Lifecycle Event Subscribers

A set of subscribers for the object zope.lifecycleevent events.

These subscribers take care of registering and unregistering objects with all available IIntIds utilities when IObjectAddedEvent and IObjectRemovedEvent events are fired, respectively.

These subscribers and events are modeled on those that come with zope.intid and are intended to be used (optionally) as drop-in replacements for them. This allows zc.intid to work in conjunction with things written for zope.intid, such as zope.catalog.

In particular, a few things are done just like zope.intid:

  1. We do ensure that the object can be adapted to IKeyReference before doing any processing (even though we don’t register that in the utility or otherwise use it.) In the common case of persistent objects, this will ensure that the object is in the database and has a jar and oid, common needs.
  2. We do broadcast the events from zope.intid.interfaces, even though the utility will broadcast its own events. Thus these subscribers generate at least three events for every lifecycle event.

Configuring

To configure, you need to include subscribers.zcml, while being careful about how zope.intid is configured:

<!-- configure.zcml -->
<!--
If we load zope.intid, we get subscribers for the Object events
that ensure all ILocation objects are registered/unregistered when
they are added/removed, plus another set of events when they
get/lose intids. This second set of events is meant to update
zope.catalog. A consequence of this is that ILocation objects must
be adaptable to KeyReferences when they are ObjectAdded (for
purposes of zope.intid, which we don't care about, but this also
ensures that they have ZODB Connections, which is good).

We cannot use these subscribers as-is due to the way the use IKeyReference
and try to register that. However, our subscribers *do* make sure that
the given objects can be adapted to IKeyReference because that's useful and
may be required by catalogs or other subscribers.
-->
<exclude package="zope.intid" file="subscribers.zcml" />
<include package="zope.intid" />

<!-- Make sure the default IKeyReference adapters are in place -->
<include package="zope.keyreference" />

<include package="zc.intid" />

<!--
Make zc.intid utilities compatible with zope.intid utilities.
-->
<include package="zc.intid" file="zope-intid.zcml" />

<!-- To hook them up to the Object events, we need to include the file -->
<include package="zc.intid" file="subscribers.zcml" />

KeyReferences and zope.intid

These subscribers do not register/unregister a IKeyReference with the intid utilities. Instead, it registers the actual object, and the events that are broadcast are broadcast holding the actual object.

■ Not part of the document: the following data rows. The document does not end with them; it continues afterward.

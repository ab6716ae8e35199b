// Response Assembler: maps an execution outcome to an HTTP response

use crate::coordinator::ExecutionOutcome;
use crate::diagnostics::{self, DiagnosticRecord};
use axum::{
    http::{header, StatusCode},
    response::{IntoResponse, Json, Response},
};
use serde::Serialize;
use serde_json::value::RawValue;
use tracer_common::types::OutputMode;
use tracing::warn;

#[derive(Debug, Serialize)]
pub struct MessageResponse {
    pub message: String,
}

impl MessageResponse {
    pub fn new(message: impl Into<String>) -> Self {
        Self { message: message.into() }
    }
}

#[derive(Debug, Serialize)]
pub struct DiagnosticResponse {
    pub code: String,
    pub error: DiagnosticDetail,
}

#[derive(Debug, Serialize)]
pub struct DiagnosticDetail {
    pub event: &'static str,
    pub exception_msg: String,
    pub line: u32,
    pub column: u32,
}

impl From<DiagnosticRecord> for DiagnosticResponse {
    fn from(record: DiagnosticRecord) -> Self {
        Self {
            code: record.source_code,
            error: DiagnosticDetail {
                event: record.category.as_str(),
                exception_msg: record.message,
                line: record.line,
                column: record.column,
            },
        }
    }
}

/// Build the response for a finished (or abandoned) execution.
///
/// `filename` is the primary source filename of the request's language,
/// used to locate compiler diagnostics.
pub fn assemble(
    outcome: ExecutionOutcome,
    source_code: &str,
    filename: &str,
    mode: OutputMode,
) -> Response {
    match outcome {
        ExecutionOutcome::TimedOut => (
            StatusCode::GATEWAY_TIMEOUT,
            Json(MessageResponse::new("timeout")),
        )
            .into_response(),

        ExecutionOutcome::Success(raw) => match mode {
            OutputMode::Trace => (StatusCode::OK, Json(raw)).into_response(),
            // Syntax check only; the formatter's bytes go out untouched
            OutputMode::Formatted => match serde_json::from_str::<&RawValue>(&raw).map(|_| ()) {
                Ok(()) => (
                    StatusCode::OK,
                    [(header::CONTENT_TYPE, "application/json")],
                    raw,
                )
                    .into_response(),
                Err(e) => {
                    warn!(error = %e, output_bytes = raw.len(), "Sandbox output is not JSON");
                    (
                        StatusCode::BAD_REQUEST,
                        Json(MessageResponse::new(format!("could not parse output: {}", e))),
                    )
                        .into_response()
                }
            },
        },

        ExecutionOutcome::Failure(raw) => {
            let record = diagnostics::normalize(filename, source_code, &raw);
            (StatusCode::BAD_REQUEST, Json(DiagnosticResponse::from(record))).into_response()
        }
    }
}
/// Execution Coordinator
///
/// Submits a task to the job engine and waits for its terminal state, racing
/// the completion against a fixed deadline:
///
/// `Built → Submitted → {Completed, Failed, TimedOut}`
///
/// The deadline covers submission as well as the wait.
/// The engine's callback is bridged into the wait with a oneshot channel.
/// `Sender::send` never blocks, and when the waiter has already given up it
/// just returns the value, so a late completion has no effect. Giving up
/// only stops the wait; the submitted job runs to completion in the engine.

use crate::engine::{CompletionCallback, JobEngine, SubmissionError};
use std::sync::Arc;
use std::time::Duration;
use tokio::sync::oneshot;
use tracer_common::types::{JobState, TaskSpec};
use tracing::{debug, error, info, warn};

/// Ceiling for compiling and running one small program, queueing included
pub const EXECUTION_DEADLINE: Duration = Duration::from_secs(30);

#[derive(Debug, Clone, PartialEq, Eq)]
pub enum ExecutionOutcome {
    Success(String),
    Failure(String),
    TimedOut,
}

impl ExecutionOutcome {
    pub fn label(&self) -> &'static str {
        match self {
            ExecutionOutcome::Success(_) => "success",
            ExecutionOutcome::Failure(_) => "failure",
            ExecutionOutcome::TimedOut => "timeout",
        }
    }
}

impl From<JobState> for ExecutionOutcome {
    fn from(state: JobState) -> Self {
        match state {
            JobState::Completed { result } => ExecutionOutcome::Success(result),
            JobState::Failed { error } => ExecutionOutcome::Failure(error),
        }
    }
}

#[derive(Clone)]
pub struct Coordinator {
    engine: Arc<dyn JobEngine>,
    deadline: Duration,
}

impl Coordinator {
    pub fn new(engine: Arc<dyn JobEngine>) -> Self {
        Self::with_deadline(engine, EXECUTION_DEADLINE)
    }

    pub fn with_deadline(engine: Arc<dyn JobEngine>, deadline: Duration) -> Self {
        Self { engine, deadline }
    }

    #[tracing::instrument(skip_all, fields(image = %task.image))]
    pub async fn execute(&self, task: TaskSpec) -> Result<ExecutionOutcome, SubmissionError> {
        let (tx, rx) = oneshot::channel::<JobState>();

        let on_complete: CompletionCallback = Box::new(move |state| {
            // Err only means nobody is waiting any more
            let _ = tx.send(state);
        });

        // One deadline covers both queueing the job and waiting for it
        let deadline = tokio::time::Instant::now() + self.deadline;

        let handle = match tokio::time::timeout_at(deadline, self.engine.submit(task, on_complete)).await {
            Ok(submitted) => submitted?,
            Err(_) => {
                warn!(
                    deadline_ms = self.deadline.as_millis() as u64,
                    "Timed out submitting job"
                );
                return Ok(ExecutionOutcome::TimedOut);
            }
        };
        debug!(job_id = %handle.id, "Job submitted");

        match tokio::time::timeout_at(deadline, rx).await {
            Ok(Ok(state)) => {
                info!(job_id = %handle.id, completed = state.is_completed(), "Job finished");
                Ok(state.into())
            }
            Ok(Err(_)) => {
                error!(job_id = %handle.id, "Engine dropped the completion callback");
                Ok(ExecutionOutcome::Failure(
                    "engine dropped the completion callback".to_string(),
                ))
            }
            Err(_) => {
                warn!(
                    job_id = %handle.id,
                    deadline_ms = self.deadline.as_millis() as u64,
                    "Timed out waiting for job"
                );
                Ok(ExecutionOutcome::TimedOut)
            }
        }
    }
}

IKeyReferenceces, especially KeyReferenceToPersistent, are used for a few reasons. First, they provide a stable, object-identity-based pointer to objects. To be identity based, this pointer is independent of the equality and hashing algorithms of the underlying object. Identity-based comparisons are necessary for the classic zope.intid utility implementation which uses a second OIBTree to maintain the backreferece from object to assigned intid (clearly you don’t want two non-identical objects which happen to compare equally now to get the same intid as that condition may change). Likewise, these references are all defined to be mutually comparable, no matter how they are implemented, a condition necessary for them to all work together in a OIBTree. Lastly, these references are meant to be comparable during ZODB conflict resolution (the original persistent objects probably won’t be), which, again, is a condition of the implementation using a OIBTree.

A consequence of avoiding these references is that generally persistent objects that are expected to have intids assigned should not be used as keys in an OxBTree or stored in an OOSet. Instead, all such data structures should use the integer variations (e.g., IISet), with the intid as the key.

Subscriber Functions

zc.intid.subscribers.addIntIdSubscriber(ob, event)[source]

Registers the object in all unique id utilities and fires an event for the catalogs. Notice that each utility will fire zc.intid.interfaces.IIdAddedEvent; this subscriber will then fire one single zope.intid.interfaces.IIntIdAddedEvent, followed by one single zc.intid.interfaces.IAfterIdAddedEvent; this gives a guaranteed order such that zope.catalog and other Zope event listeners will have fired.

zc.intid.subscribers.removeIntIdSubscriber(ob, event)[source]

Removes the unique ids registered for the object in all the unique id utilities.

Just before this happens (for the first time), an zc.intid.interfaces.IBeforeIdRemovedEvent is fired, followed by an zope.intid.interfaces.IIntIdRemovedEvent. Notice that this is fired before the id is actually removed from any utility, giving other subscribers time to do their cleanup.

Before each utility removes its registration, it will fire zc.intid.interfaces.IIdRemovedEvent. This gives a guaranteed order such that zope.catalog and other Zope event listeners will have fired.

zc.intid.subscribers.intIdEventNotify(event)[source]

Event subscriber to dispatch IntIdEvent to interested adapters.

See subscribers.zcml for its registrations (it handles two types of events).